Right after that, Arthur McDonald had his own opportunity to channel that excitement by leading off a series of presentations on how scientists should provide advice to government. Dr. McDonald, a professor emeritus at Queen’s University and former director of the Sudbury Neutrino Observatory, learned just weeks earlier that he had been named co-winner of the 2015 Nobel Prize in Physics.
Starting with an account of more than three decades of work with the Sudbury Neutrino Observatory, Dr. McDonald recalled how the size and scope of this project was new to funding agencies when it was launched in the late 1980s. He added that such major undertakings have become much more common and well supported, thanks to the subsequent establishment of the Canada Foundation for Innovation, the Canada Research Chairs program, and the Networks of Centres of Excellence.
However, he cautioned that it is not enough just to start these undertakings; support must extend to the often highly variable and unpredictable costs of operating and maintaining any sizeable research enterprise. “When new projects come forward, we need a mechanism for deciding between them but we also have to decide where the money is going to come from for the whole project,” he said.

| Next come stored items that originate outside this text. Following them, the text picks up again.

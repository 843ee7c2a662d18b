//! Look up transaction status.
//!
//! Order references and transaction identifiers are collected on the builder and
//! copied into the request only when [`QueryTransaction::query`] runs; the request
//! is validated after that copy.

use serde::Serialize;

use crate::{
    SDK_VERSION,
    error::{Result, SimplePayError},
    merchant::{EnvironmentConfig, MerchantCredential},
    models::{GatewayResponse, QueryResponse},
    signature::generate_salt,
    transaction::{Operation, OperationKind, SignedRequest, Transaction},
    transport::{HttpTransport, Transport},
};

/// Query operation descriptor.
#[derive(Debug, Clone, Copy)]
pub struct Query;

impl Operation for Query {
    const KIND: OperationKind = OperationKind::Query;
    type Request = QueryRequest;
    type Response = QueryResponse;

    fn validate(request: &QueryRequest) -> Result<()> {
        let has_any = |ids: &Option<Vec<String>>| ids.as_ref().is_some_and(|ids| !ids.is_empty());

        if has_any(&request.order_refs) || has_any(&request.transaction_ids) {
            Ok(())
        } else {
            Err(SimplePayError::ValidationError(
                "query needs at least one order reference or transaction id".to_owned(),
            ))
        }
    }
}

/// Body of a query request.
#[derive(Debug, Clone, PartialEq, Eq, Serialize)]
#[serde(rename_all = "camelCase")]
pub struct QueryRequest {
    /// Merchant identifier.
    pub merchant: String,
    /// Per-request random salt.
    pub salt: String,
    /// Client identification.
    pub sdk_version: String,
    /// Ask for the detailed transaction view.
    #[serde(skip_serializing_if = "Option::is_none")]
    pub detailed: Option<bool>,
    /// Order references to look up.
    #[serde(skip_serializing_if = "Option::is_none")]
    pub order_refs: Option<Vec<String>>,
    /// Transaction identifiers to look up.
    #[serde(skip_serializing_if = "Option::is_none")]
    pub transaction_ids: Option<Vec<String>>,
}

impl QueryRequest {
    /// Creates a request with a fresh salt and nothing to look up.
    #[must_use]
    pub fn new(merchant_id: &str) -> Self {
        Self {
            merchant: merchant_id.to_owned(),
            salt: generate_salt(),
            sdk_version: SDK_VERSION.to_owned(),
            detailed: None,
            order_refs: None,
            transaction_ids: None,
        }
    }
}

/// Builder for a status query.
///
/// # Examples
///
/// ```rust,no_run
/// use simplepay::{
///     merchant::{Currency, EnvironmentConfig, MerchantCredential},
///     operations::QueryTransaction,
/// };
///
/// # async fn example() -> simplepay::error::Result<()> {
/// let merchant = MerchantCredential::sandbox(Currency::Huf);
/// let mut query = QueryTransaction::new(merchant, &EnvironmentConfig::sandbox())?;
///
/// query.add_order_ref("order-1").add_transaction_id(501_234_567);
/// let reply = query.query(true).await?.into_result()?;
/// println!("{} transactions", reply.total_count);
/// # Ok(())
/// # }
/// ```
#[derive(Debug)]
pub struct QueryTransaction<T = HttpTransport> {
    base: Transaction<Query, T>,
    request: QueryRequest,
    order_refs: Vec<String>,
    transaction_ids: Vec<String>,
    response: Option<GatewayResponse<QueryResponse>>,
}

impl QueryTransaction<HttpTransport> {
    /// Creates a query builder over a default [`HttpTransport`].
    ///
    /// # Errors
    ///
    /// Returns error if the HTTP client cannot be built.
    pub fn new(merchant: MerchantCredential, environment: &EnvironmentConfig) -> Result<Self> {
        Ok(Self::with_transport(merchant, environment, HttpTransport::new()?))
    }
}

impl<T: Transport> QueryTransaction<T> {
    /// Creates a query builder over an explicit transport.
    #[must_use]
    pub fn with_transport(
        merchant: MerchantCredential,
        environment: &EnvironmentConfig,
        transport: T,
    ) -> Self {
        let request = QueryRequest::new(merchant.merchant_id());
        Self {
            base: Transaction::with_transport(merchant, environment, transport),
            request,
            order_refs: Vec::new(),
            transaction_ids: Vec::new(),
            response: None,
        }
    }

    /// Adds an order reference to look up. Duplicates are ignored.
    pub fn add_order_ref(&mut self, order_ref: impl Into<String>) -> &mut Self {
        let order_ref = order_ref.into();
        if !self.order_refs.contains(&order_ref) {
            self.order_refs.push(order_ref);
        }
        self
    }

    /// Adds a transaction identifier to look up. Duplicates are ignored.
    pub fn add_transaction_id(&mut self, transaction_id: impl ToString) -> &mut Self {
        let transaction_id = transaction_id.to_string();
        if !self.transaction_ids.contains(&transaction_id) {
            self.transaction_ids.push(transaction_id);
        }
        self
    }

    /// Order references collected so far, in insertion order.
    #[must_use]
    pub fn order_refs(&self) -> &[String] {
        &self.order_refs
    }

    /// Transaction identifiers collected so far, in insertion order.
    #[must_use]
    pub fn transaction_ids(&self) -> &[String] {
        &self.transaction_ids
    }

    /// Request as last sent, or as created if [`query`](Self::query) never ran.
    #[must_use]
    pub const fn request(&self) -> &QueryRequest {
        &self.request
    }

    /// Reply to the last [`query`](Self::query) call.
    #[must_use]
    pub const fn response(&self) -> Option<&GatewayResponse<QueryResponse>> {
        self.response.as_ref()
    }

    /// Checks the request as last copied by [`query`](Self::query).
    ///
    /// Identifiers added since that copy are not seen; on a fresh builder this
    /// always fails.
    ///
    /// # Errors
    ///
    /// Returns [`SimplePayError::ValidationError`] when the request has no order
    /// reference and no transaction id.
    pub fn validate(&self) -> Result<()> {
        Query::validate(&self.request)
    }

    /// Validates, serializes and signs the request as last copied by
    /// [`query`](Self::query), without sending it.
    ///
    /// # Errors
    ///
    /// Same as [`validate`](Self::validate), plus serialization failures.
    pub fn prepare(&self) -> Result<SignedRequest> {
        self.base.prepare(&self.request)
    }

    /// Copies the collected identifiers into the request and sends it.
    ///
    /// `detailed` asks for the detailed transaction view. Both lists are always
    /// written, even when empty, before the request is validated.
    ///
    /// # Errors
    ///
    /// - [`SimplePayError::ValidationError`] when both lists are empty; nothing is sent
    /// - transport errors if the exchange fails or the reply is not JSON
    pub async fn query(&mut self, detailed: bool) -> Result<GatewayResponse<QueryResponse>> {
        if detailed {
            self.request.detailed = Some(true);
        }
        self.request.order_refs = Some(self.order_refs.clone());
        self.request.transaction_ids = Some(self.transaction_ids.clone());

        let response = self.base.run(&self.request).await?;
        self.response = Some(response.clone());
        Ok(response)
    }
}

He was followed by Sir Peter Gluckman, who has headed up the office of the New Zealand Prime Minister’s Chief Science Advisor since 2009. Dr. Gluckman stressed that this position cannot simply be that of a lobbyist for science and technology, which would consequently undermine the trust necessary to shape wider government policy.
“Science advice is neither science nor policy,” he argued. The science advisor, he continued, is “a new kind of person. It’s a person who has to be a credible scientist … but most of all they have to be an interpreter; they have to able to interpret the language of policy for scientists and the language of science for policy.”
That point was underscored by Rémi Quirion, chief scientist of Quebec since 2011, and Alan Bernstein, president and CEO of the Canadian Institute for Advanced Research. Both outlined the critical role of the personal relationships that science advisors must strike with regularly changing members of government on scientific, societal and economic issues that are likewise evolving. “You write your job description as you go along,” said Dr. Quirion.
As for precisely how to reinstate the role of science and technology in the deliberations of the federal government, Dr. Gluckman insisted that countries around the world were successfully doing so with widely varying strategies. Rather than touting any one arrangement, he placed greater importance on the common attitude that characterized each of them. “I don’t think the structure matters as much as the issue of access,” he concluded.